SRE/Infrastructure naming conventions

This page documents the naming conventions of servers, routers, and data center sites.

Our servers currently fall in broadly two categories:

  • Clustered servers: These use numeral sequences with a descriptive prefix (see #Networking and #Servers). For example: db1001.
  • Miscellaneous servers: These used unique hostnames (see #Miscellaneous servers). For example: helium. This naming convention is deprecated and not used for new hosts, but some older miscellaneous-named hosts still exist.

Name reuse

Historically, we did not reuse names of past servers for new servers. For example, after db1001 is decommissioned, no other server will be named db1001. Ganeti VMs sometimes reuse hostnames, but bare metal typically will not.

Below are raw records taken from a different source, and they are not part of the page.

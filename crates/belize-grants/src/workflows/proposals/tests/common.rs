use std::sync::atomic::{AtomicU64, AtomicUsize, Ordering};
use std::sync::{Arc, Mutex};

use async_trait::async_trait;
use axum::response::Response;
use serde_json::Value;
use tokio::sync::Notify;

use crate::workflows::proposals::context::{ApplicantContext, UserDataService};
use crate::workflows::proposals::domain::{ApplicationId, Draft, FieldValue};
use crate::workflows::proposals::repository::{
    ProgressUpdate, ProposalRepository, RepositoryError, SubmissionPayload, SubmissionReceipt,
};

/// Records every call and answers submissions with a configurable receipt.
pub(super) struct MemoryRepository {
    sequence: AtomicU64,
    pub(super) creates: Mutex<Vec<ProgressUpdate>>,
    pub(super) updates: Mutex<Vec<(ApplicationId, ProgressUpdate)>>,
    pub(super) submissions: Mutex<Vec<(ApplicationId, SubmissionPayload)>>,
    receipt: Mutex<Result<SubmissionReceipt, RepositoryError>>,
    failing_updates: Mutex<bool>,
}

impl Default for MemoryRepository {
    fn default() -> Self {
        Self {
            sequence: AtomicU64::new(1),
            creates: Mutex::new(Vec::new()),
            updates: Mutex::new(Vec::new()),
            submissions: Mutex::new(Vec::new()),
            receipt: Mutex::new(Ok(SubmissionReceipt::accepted())),
            failing_updates: Mutex::new(false),
        }
    }
}

impl MemoryRepository {
    pub(super) fn answering(receipt: Result<SubmissionReceipt, RepositoryError>) -> Self {
        let repository = Self::default();
        repository.set_receipt(receipt);
        repository
    }

    pub(super) fn set_receipt(&self, receipt: Result<SubmissionReceipt, RepositoryError>) {
        *self.receipt.lock().expect("receipt mutex poisoned") = receipt;
    }

    pub(super) fn fail_updates(&self, failing: bool) {
        *self.failing_updates.lock().expect("flag mutex poisoned") = failing;
    }

    pub(super) fn create_count(&self) -> usize {
        self.creates.lock().expect("creates mutex poisoned").len()
    }

    pub(super) fn update_ids(&self) -> Vec<ApplicationId> {
        self.updates
            .lock()
            .expect("updates mutex poisoned")
            .iter()
            .map(|(id, _)| id.clone())
            .collect()
    }

    pub(super) fn last_update(&self) -> Option<ProgressUpdate> {
        self.updates
            .lock()
            .expect("updates mutex poisoned")
            .last()
            .map(|(_, progress)| progress.clone())
    }

    pub(super) fn submission_count(&self) -> usize {
        self.submissions
            .lock()
            .expect("submissions mutex poisoned")
            .len()
    }
}

#[async_trait]
impl ProposalRepository for MemoryRepository {
    async fn create_record(
        &self,
        progress: &ProgressUpdate,
    ) -> Result<ApplicationId, RepositoryError> {
        let id = self.sequence.fetch_add(1, Ordering::Relaxed);
        self.creates
            .lock()
            .expect("creates mutex poisoned")
            .push(progress.clone());
        Ok(ApplicationId(format!("BF-{id:06}")))
    }

    async fn update_record(
        &self,
        id: &ApplicationId,
        progress: &ProgressUpdate,
    ) -> Result<(), RepositoryError> {
        if *self.failing_updates.lock().expect("flag mutex poisoned") {
            return Err(RepositoryError::Unavailable("crm timeout".to_string()));
        }
        self.updates
            .lock()
            .expect("updates mutex poisoned")
            .push((id.clone(), progress.clone()));
        Ok(())
    }

    async fn submit_record(
        &self,
        id: &ApplicationId,
        payload: &SubmissionPayload,
    ) -> Result<SubmissionReceipt, RepositoryError> {
        self.submissions
            .lock()
            .expect("submissions mutex poisoned")
            .push((id.clone(), payload.clone()));
        self.receipt.lock().expect("receipt mutex poisoned").clone()
    }
}

pub(super) struct UnavailableRepository;

#[async_trait]
impl ProposalRepository for UnavailableRepository {
    async fn create_record(
        &self,
        _progress: &ProgressUpdate,
    ) -> Result<ApplicationId, RepositoryError> {
        Err(RepositoryError::Unavailable("backend offline".to_string()))
    }

    async fn update_record(
        &self,
        _id: &ApplicationId,
        _progress: &ProgressUpdate,
    ) -> Result<(), RepositoryError> {
        Err(RepositoryError::Unavailable("backend offline".to_string()))
    }

    async fn submit_record(
        &self,
        _id: &ApplicationId,
        _payload: &SubmissionPayload,
    ) -> Result<SubmissionReceipt, RepositoryError> {
        Err(RepositoryError::Unavailable("backend offline".to_string()))
    }
}

/// Holds `create_record` open until the test releases it.
#[derive(Default)]
pub(super) struct GatedRepository {
    pub(super) entered: Notify,
    pub(super) release: Notify,
    creates: AtomicUsize,
}

impl GatedRepository {
    pub(super) fn create_count(&self) -> usize {
        self.creates.load(Ordering::SeqCst)
    }
}

#[async_trait]
impl ProposalRepository for GatedRepository {
    async fn create_record(
        &self,
        _progress: &ProgressUpdate,
    ) -> Result<ApplicationId, RepositoryError> {
        self.entered.notify_one();
        self.release.notified().await;
        self.creates.fetch_add(1, Ordering::SeqCst);
        Ok(ApplicationId("BF-GATED".to_string()))
    }

    async fn update_record(
        &self,
        _id: &ApplicationId,
        _progress: &ProgressUpdate,
    ) -> Result<(), RepositoryError> {
        Ok(())
    }

    async fn submit_record(
        &self,
        _id: &ApplicationId,
        _payload: &SubmissionPayload,
    ) -> Result<SubmissionReceipt, RepositoryError> {
        Ok(SubmissionReceipt::accepted())
    }
}

/// Profile service that counts fetches and can be switched to a new profile.
pub(super) struct StaticProfiles {
    pub(super) profile: Mutex<ApplicantContext>,
    pub(super) fetches: AtomicUsize,
}

impl StaticProfiles {
    pub(super) fn new(profile: ApplicantContext) -> Arc<Self> {
        Arc::new(Self {
            profile: Mutex::new(profile),
            fetches: AtomicUsize::new(0),
        })
    }
}

#[async_trait]
impl UserDataService for StaticProfiles {
    async fn fetch_profile(&self) -> Result<ApplicantContext, RepositoryError> {
        self.fetches.fetch_add(1, Ordering::SeqCst);
        Ok(self.profile.lock().expect("profile mutex poisoned").clone())
    }
}

pub(super) fn applicant() -> ApplicantContext {
    ApplicantContext {
        organization_name: "Toledo Cacao Growers".to_string(),
        contact_name: "Marisol Coc".to_string(),
        contact_email: "marisol@toledocacao.bz".to_string(),
        contact_phone: Some("+501 722-0101".to_string()),
        district: Some("Toledo".to_string()),
    }
}

fn text(value: &str) -> FieldValue {
    FieldValue::text(value)
}

pub(super) fn gap_organization() -> Draft {
    Draft::new()
        .with("organization_name", text("Toledo Cacao Growers"))
        .with("contact_name", text("Marisol Coc"))
        .with("contact_email", text("marisol@toledocacao.bz"))
        .with("district", text("Toledo"))
}

pub(super) fn gap_project() -> Draft {
    Draft::new()
        .with("project_title", text("Shade-grown cacao nursery"))
        .with("award_category", text("Medium Grants"))
        .with("project_duration_months", FieldValue::Number(18.0))
        .with("project_summary", text("Nursery for 20,000 cacao seedlings."))
}

pub(super) fn gap_budget() -> Draft {
    Draft::new()
        .with("requested_amount", FieldValue::Number(90_000.0))
        .with("co_financing_amount", FieldValue::Number(10_000.0))
}

pub(super) fn gap_declaration() -> Draft {
    Draft::new().with("declaration_accepted", FieldValue::Flag(true))
}

pub(super) fn gap_steps() -> Vec<Draft> {
    vec![
        gap_organization(),
        gap_project(),
        gap_budget(),
        gap_declaration(),
    ]
}

pub(super) fn concept_values() -> Draft {
    Draft::new()
        .with("organization_name", text("Belize River Keepers"))
        .with("contact_email", text("info@riverkeepers.bz"))
        .with("project_title", text("Riparian buffer restoration"))
        .with("award_category", text("Small Grants"))
        .with("problem_statement", text("Bank erosion along the Belize River."))
        .with("proposed_solution", text("Replant native buffers on 12 km of bank."))
        .with("requested_amount", text("BZD 25,000"))
        .with("project_duration_months", FieldValue::Number(12.0))
}

pub(super) async fn read_json_body(response: Response) -> Value {
    let body = axum::body::to_bytes(response.into_body(), 64 * 1024)
        .await
        .expect("read body");
    serde_json::from_slice(&body).expect("json payload")
}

The notable exception is networking gear, which are deterministically specified by rack. For example the access switch in Eqiad rack A8 is named asw-a8-eqiad. If it is replaced, the new switch will take the same name.

All hardware in the datacenter space is tracked in Netbox, which can be used to check for existing hostnames for both hardware and ganeti instances.

Data centers

Data centers were traditionally named as vendor initials (at time of lease signing) followed by the IATA code for a nearby major airport. For example, for Eqiad data center the vendor is Equinix, and IAD the large nearby airport. This convention was used from 2003 upto 2023. Because vendors go through acquisitions, and original initials no longer apply after some time, starting with Magru in 2023, only the airport code is used along with a freely chosen prefix.[1]

DCVendor (originally)Airport Code
codfwCyrusOneDFW
drmrs Digital Realty MRS
eqdfwEquinixDFW
eqiadEquinixIAD
eqordEquinixORD
eqsinEquinixSIN
esamsEvoSwitchAMS
knamsKennisnetAMS
magru Ascenty GRU
ulsfoUnited LayerSFO

Networking

Naming for network equipment is based on role and location.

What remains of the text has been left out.